What went wrong? Digital cameras have been around for decades, but in the mid-1990s they began delivering decent quality at affordable prices. That strangled demand for Kodak s print film. In the past five years the company has halved its workforce, sold its medical imaging business, and spent $5 billion on a push into digital products and services, which now make up two-thirds of sales. But margins for digital products are thin and demand for all sorts of electronics has recently dissolved. Canon (CAJ), for example, probably has the best-reviewed stable of digital cameras and camcorders on the market. Its shares are down 54% in two years.

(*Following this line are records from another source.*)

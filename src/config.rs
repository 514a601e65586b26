//! Extraction requests and batch execution.
//!
//! A request names a product family, the file(s) to read and the query point.
//! Opening files is injected through an opener closure so the same code runs
//! against GDAL-backed containers and in-memory ones.

use crate::core::composite::{CompositeExtractor, MemberFailure, PartialCompositeResult};
use crate::core::extract::ProductExtractor;
use crate::io::ProductContainer;
use crate::types::{JasmesProduct, PixelRecord, ProductFamily, SgliError, SgliResult};
use serde::{Deserialize, Serialize};
use std::collections::BTreeMap;
use std::path::{Path, PathBuf};

/// Product selector of a request
#[derive(Debug, Clone, Copy, PartialEq, Eq, Serialize, Deserialize)]
pub enum RequestProduct {
    L1B,
    L2R,
    L2P,
    /// One or more JASMES single-product files
    #[serde(rename = "JASMES")]
    Jasmes,
}

/// One (product, latitude, longitude) query
#[derive(Debug, Clone, PartialEq, Serialize, Deserialize)]
pub struct ExtractionRequest {
    pub product: RequestProduct,
    /// G-Portal product file
    #[serde(default)]
    pub product_path: Option<PathBuf>,
    /// JASMES files keyed by product code
    #[serde(default)]
    pub product_paths: BTreeMap<JasmesProduct, PathBuf>,
    pub latitude: f64,
    pub longitude: f64,
}

impl Default for ExtractionRequest {
    fn default() -> Self {
        Self {
            product: RequestProduct::L2R,
            product_path: None,
            product_paths: BTreeMap::new(),
            latitude: 0.0,
            longitude: 0.0,
        }
    }
}

impl ExtractionRequest {
    pub fn from_json_str(json: &str) -> SgliResult<Self> {
        let request: Self = serde_json::from_str(json)?;
        request.validate()?;
        Ok(request)
    }

    pub fn from_json_file<P: AsRef<Path>>(path: P) -> SgliResult<Self> {
        log::info!("Loading extraction request: {}", path.as_ref().display());
        Self::from_json_str(&std::fs::read_to_string(path.as_ref())?)
    }

    /// Parse a JSON array of requests
    pub fn batch_from_json_str(json: &str) -> SgliResult<Vec<Self>> {
        let requests: Vec<Self> = serde_json::from_str(json)?;
        for request in &requests {
            request.validate()?;
        }
        Ok(requests)
    }

    pub fn validate(&self) -> SgliResult<()> {
        if !self.latitude.is_finite() || self.latitude.abs() > 90.0 {
            return Err(SgliError::InvalidInput(format!("latitude out of range: {}", self.latitude)));
        }
        if !self.longitude.is_finite() || self.longitude.abs() > 180.0 {
            return Err(SgliError::InvalidInput(format!("longitude out of range: {}", self.longitude)));
        }
        match self.product {
            RequestProduct::Jasmes if self.product_paths.is_empty() => Err(
                SgliError::InvalidInput("JASMES request without product_paths".to_string()),
            ),
            RequestProduct::Jasmes => Ok(()),
            _ if self.product_path.is_none() => Err(SgliError::InvalidInput(format!(
                "{:?} request without product_path",
                self.product
            ))),
            _ => Ok(()),
        }
    }

    /// Single-file family of the request, None for a JASMES composite
    pub fn family(&self) -> Option<ProductFamily> {
        match self.product {
            RequestProduct::L1B => Some(ProductFamily::GportalL1B),
            RequestProduct::L2R => Some(ProductFamily::GportalL2R),
            RequestProduct::L2P => Some(ProductFamily::GportalL2P),
            RequestProduct::Jasmes => None,
        }
    }
}

/// Run one request, opening its file(s) with `opener`.
///
/// JASMES requests go through the composite extractor and may return an
/// incomplete record; members that failed are logged. When no member
/// contributes, the first member's error is returned.
pub fn extract_with<C, F>(request: &ExtractionRequest, opener: F) -> SgliResult<PixelRecord>
where
    C: ProductContainer,
    F: Fn(&Path) -> SgliResult<C>,
{
    extract_request(request, opener).map(|result| result.record)
}

/// Like [`extract_with`], keeping the composite members that were skipped.
/// Single-file requests never report skipped members.
pub fn extract_request<C, F>(request: &ExtractionRequest, opener: F) -> SgliResult<PartialCompositeResult>
where
    C: ProductContainer,
    F: Fn(&Path) -> SgliResult<C>,
{
    request.validate()?;
    let (lat, lon) = (request.latitude, request.longitude);

    if let Some(family) = request.family() {
        let path = request
            .product_path
            .as_deref()
            .ok_or_else(|| SgliError::InvalidInput("missing product_path".to_string()))?;
        let container = opener(path)?;
        let mut extractor = ProductExtractor::new(container, family);
        let record = extractor.get_pixel(lat, lon)?;
        return Ok(PartialCompositeResult {
            record,
            failures: Vec::new(),
        });
    }

    let composite = CompositeExtractor::new(request.product_paths.clone(), opener);
    let result = composite.get_pixel(lat, lon);
    if !result.is_complete() {
        log::warn!(
            "Composite record at ({}, {}) is missing {:?}",
            lat,
            lon,
            composite.missing_fields(&result.record)
        );
    }
    result.into_result()
}

/// Outcome of one request within a batch
#[derive(Debug)]
pub struct BatchOutcome {
    pub index: usize,
    pub result: SgliResult<PixelRecord>,
    /// Composite members left out of a successful record
    pub skipped: Vec<MemberFailure>,
}

impl BatchOutcome {
    /// Succeeded with every requested member present
    pub fn is_complete(&self) -> bool {
        self.result.is_ok() && self.skipped.is_empty()
    }
}

/// Per-request outcomes of a batch, in request order
#[derive(Debug, Default)]
pub struct BatchReport {
    pub outcomes: Vec<BatchOutcome>,
}

impl BatchReport {
    pub fn succeeded(&self) -> usize {
        self.outcomes.iter().filter(|o| o.result.is_ok()).count()
    }

    pub fn failed(&self) -> usize {
        self.outcomes.len() - self.succeeded()
    }

    /// Successful outcomes that left out at least one composite member
    pub fn partial(&self) -> usize {
        self.outcomes.iter().filter(|o| o.result.is_ok() && !o.skipped.is_empty()).count()
    }

    pub fn records(&self) -> impl Iterator<Item = (usize, &PixelRecord)> {
        self.outcomes
            .iter()
            .filter_map(|o| o.result.as_ref().ok().map(|r| (o.index, r)))
    }
}

fn run_one<C, F>(index: usize, request: &ExtractionRequest, opener: &F) -> BatchOutcome
where
    C: ProductContainer,
    F: Fn(&Path) -> SgliResult<C>,
{
    match extract_request(request, opener) {
        Ok(partial) => BatchOutcome {
            index,
            result: Ok(partial.record),
            skipped: partial.failures,
        },
        Err(e) => {
            log::warn!("Request {} failed: {}", index, e);
            BatchOutcome {
                index,
                result: Err(e),
                skipped: Vec::new(),
            }
        }
    }
}

/// Run many requests, each with its own container. Failures are recorded
/// and do not stop the batch.
#[cfg(feature = "parallel")]
pub fn extract_batch<C, F>(requests: &[ExtractionRequest], opener: F) -> BatchReport
where
    C: ProductContainer,
    F: Fn(&Path) -> SgliResult<C> + Sync,
{
    use rayon::prelude::*;

    log::info!("Running {} extraction requests in parallel", requests.len());
    let outcomes: Vec<BatchOutcome> = requests
        .par_iter()
        .enumerate()
        .map(|(i, request)| run_one(i, request, &opener))
        .collect();

    let report = BatchReport { outcomes };
    log::info!("Batch finished: {} succeeded, {} failed", report.succeeded(), report.failed());
    report
}

/// Run many requests, each with its own container. Failures are recorded
/// and do not stop the batch.
#[cfg(not(feature = "parallel"))]
pub fn extract_batch<C, F>(requests: &[ExtractionRequest], opener: F) -> BatchReport
where
    C: ProductContainer,
    F: Fn(&Path) -> SgliResult<C>,
{
    log::info!("Running {} extraction requests", requests.len());
    let outcomes: Vec<BatchOutcome> = requests
        .iter()
        .enumerate()
        .map(|(i, request)| run_one(i, request, &opener))
        .collect();

    let report = BatchReport { outcomes };
    log::info!("Batch finished: {} succeeded, {} failed", report.succeeded(), report.failed());
    report
}
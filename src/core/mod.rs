//! Core pixel extraction modules

pub mod resample;
pub mod locate;
pub mod calibrate;
pub mod quality_flags;
pub mod extract;
pub mod composite;
pub mod footprint;

// Re-export main types
pub use resample::{GeoResampler, crop_to_image};
pub use locate::{locate, locate_regular};
pub use calibrate::{
    calibrate, BandDescriptor, BandKind, CalibrationParams, CalibrationProcessor, Scale, ScaleEncoding,
    ValidityAttributes,
};
pub use quality_flags::{decode_flags, encode_flags, FlagTable, QualityFlagSet, L2P_FLAGS, L2R_FLAGS};
pub use extract::{NavigationSource, ProductExtractor, ProductLayout};
pub use composite::{paths_from_columns, CompositeExtractor, MemberFailure, PartialCompositeResult};
pub use footprint::{select, select_index, Candidate, Footprint};
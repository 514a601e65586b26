//! Choosing the product granule whose footprint best covers a query point.

use serde::{Deserialize, Serialize};

/// Polygon ring of (lon, lat) vertices. The closing edge is implied, an
/// explicitly closed ring is accepted as well.
#[derive(Debug, Clone, PartialEq, Default, Serialize, Deserialize)]
pub struct Footprint {
    pub vertices: Vec<(f64, f64)>,
}

impl Footprint {
    pub fn new(vertices: Vec<(f64, f64)>) -> Self {
        Self { vertices }
    }

    /// Even-odd ray casting towards +x.
    ///
    /// Horizontal edges never count as crossings, and a point on an upper
    /// vertex or right-hand edge counts as a crossing of that edge.
    pub fn contains(&self, lon: f64, lat: f64) -> bool {
        let n = self.vertices.len();
        if n < 3 {
            return false;
        }

        let mut crossings = 0usize;
        for i in 0..n {
            let (x1, y1) = self.vertices[i];
            let (x2, y2) = self.vertices[(i + 1) % n];

            if lat > y1.min(y2) && lat <= y1.max(y2) && lon <= x1.max(x2) && y1 != y2 {
                let x_intersect = (lat - y1) * (x2 - x1) / (y2 - y1) + x1;
                if x1 == x2 || lon <= x_intersect {
                    crossings += 1;
                }
            }
        }

        crossings % 2 == 1
    }

    /// Smallest Euclidean distance from (lon, lat) to any vertex; a cheap
    /// stand-in for "distance to the border"
    pub fn min_vertex_distance(&self, lon: f64, lat: f64) -> f64 {
        self.vertices
            .iter()
            .map(|&(x, y)| ((x - lon).powi(2) + (y - lat).powi(2)).sqrt())
            .fold(f64::INFINITY, f64::min)
    }
}

/// A catalog entry together with its footprint
#[derive(Debug, Clone, PartialEq)]
pub struct Candidate<R> {
    pub footprint: Footprint,
    pub record: R,
}

impl<R> Candidate<R> {
    pub fn new(footprint: Footprint, record: R) -> Self {
        Self { footprint, record }
    }
}

/// Index of the best candidate for (lon, lat).
///
/// Only footprints containing the point qualify. Among several, the one whose
/// nearest vertex is farthest away wins, ties go to the earliest candidate.
pub fn select_index<R>(candidates: &[Candidate<R>], lon: f64, lat: f64) -> Option<usize> {
    let mut best: Option<(usize, f64)> = None;
    for (i, candidate) in candidates.iter().enumerate() {
        if !candidate.footprint.contains(lon, lat) {
            continue;
        }
        let distance = candidate.footprint.min_vertex_distance(lon, lat);
        if best.map_or(true, |(_, d)| distance > d) {
            best = Some((i, distance));
        }
    }

    if let Some((i, d)) = best {
        log::debug!("Selected footprint {} with vertex clearance {:.4}", i, d);
    }
    best.map(|(i, _)| i)
}

pub fn select<R>(candidates: &[Candidate<R>], lon: f64, lat: f64) -> Option<&Candidate<R>> {
    select_index(candidates, lon, lat).map(|i| &candidates[i])
}

#[cfg(test)]
mod tests {
    use super::*;

    fn square(x0: f64, y0: f64, size: f64) -> Footprint {
        Footprint::new(vec![
            (x0, y0),
            (x0 + size, y0),
            (x0 + size, y0 + size),
            (x0, y0 + size),
        ])
    }

    #[test]
    fn test_contains_interior_and_exterior() {
        let fp = square(0.0, 0.0, 10.0);
        assert!(fp.contains(5.0, 5.0));
        assert!(!fp.contains(15.0, 5.0));
        assert!(!fp.contains(5.0, -1.0));
    }

    #[test]
    fn test_closed_ring_equivalent() {
        let open = square(0.0, 0.0, 10.0);
        let mut closed = open.clone();
        closed.vertices.push((0.0, 0.0));
        for &(x, y) in &[(5.0, 5.0), (11.0, 5.0), (1.0, 9.0), (-3.0, 2.0)] {
            assert_eq!(open.contains(x, y), closed.contains(x, y));
        }
    }

    #[test]
    fn test_degenerate_polygon() {
        let line = Footprint::new(vec![(0.0, 0.0), (1.0, 1.0)]);
        assert!(!line.contains(0.5, 0.5));
    }

    #[test]
    fn test_min_vertex_distance() {
        let fp = square(0.0, 0.0, 10.0);
        assert!((fp.min_vertex_distance(3.0, 4.0) - 5.0).abs() < 1e-12);
    }

    #[test]
    fn test_select_none_and_single() {
        let candidates = vec![Candidate::new(square(0.0, 0.0, 1.0), "a")];
        assert!(select(&candidates, 5.0, 5.0).is_none());
        assert_eq!(select(&candidates, 0.5, 0.5).map(|c| c.record), Some("a"));
    }

    #[test]
    fn test_select_most_centered() {
        let candidates = vec![
            Candidate::new(square(0.0, 0.0, 10.0), "edge"),
            Candidate::new(square(-5.0, -5.0, 20.0), "centered"),
        ];
        assert_eq!(select(&candidates, 5.0, 5.0).map(|c| c.record), Some("centered"));
    }
}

Worth Buying today? Maybe. Sales are in serious decline with a 14% drop expected for this year and early forecasts calling for a 7% slip next year. Also, the dividend yield of nearly 13% might be at risk and not for the first time. Less than six years ago, the company slashed its yearly payment by more than two-thirds. That said, Kodak has more than $800 million in excess cash at the moment (and a yearly dividend expense of $139 million). It will generate about $8 billion in sales this year, albeit at a loss. And the whole company, net of cash and debt, sells for $190 million. That s a giant mismatch between sales and stock market value -- the kind that begs for either fresh management or a clever private equity investor to squeeze out a higher price.
General Motors (GM)
Decline: 96% in just over nine years.
What went wrong? At this time in 2000, GM was on a nice little roll. Its stock price had nearly doubled in three years. Unfortunately, much of the company s financial improvements were owed to a sharp production shift toward its most lucrative vehicles at the time: trucks like the Chevy Silverado. A rise in U.S. gasoline prices to more than $4 a gallon last year killed demand for just such vehicles. Much of the company s misfortune, though, has little to do with cars. U.S. tax policy pushes employers into the role of funding health care, and labor unions make it difficult for car makers in particular to share rising costs with workers. Last year, health care cost GM more than $1,500 per vehicle. Over the past 15 years, the company has spent $103 billion on pensions and health care for retirees. That s 85 times its current stock market value.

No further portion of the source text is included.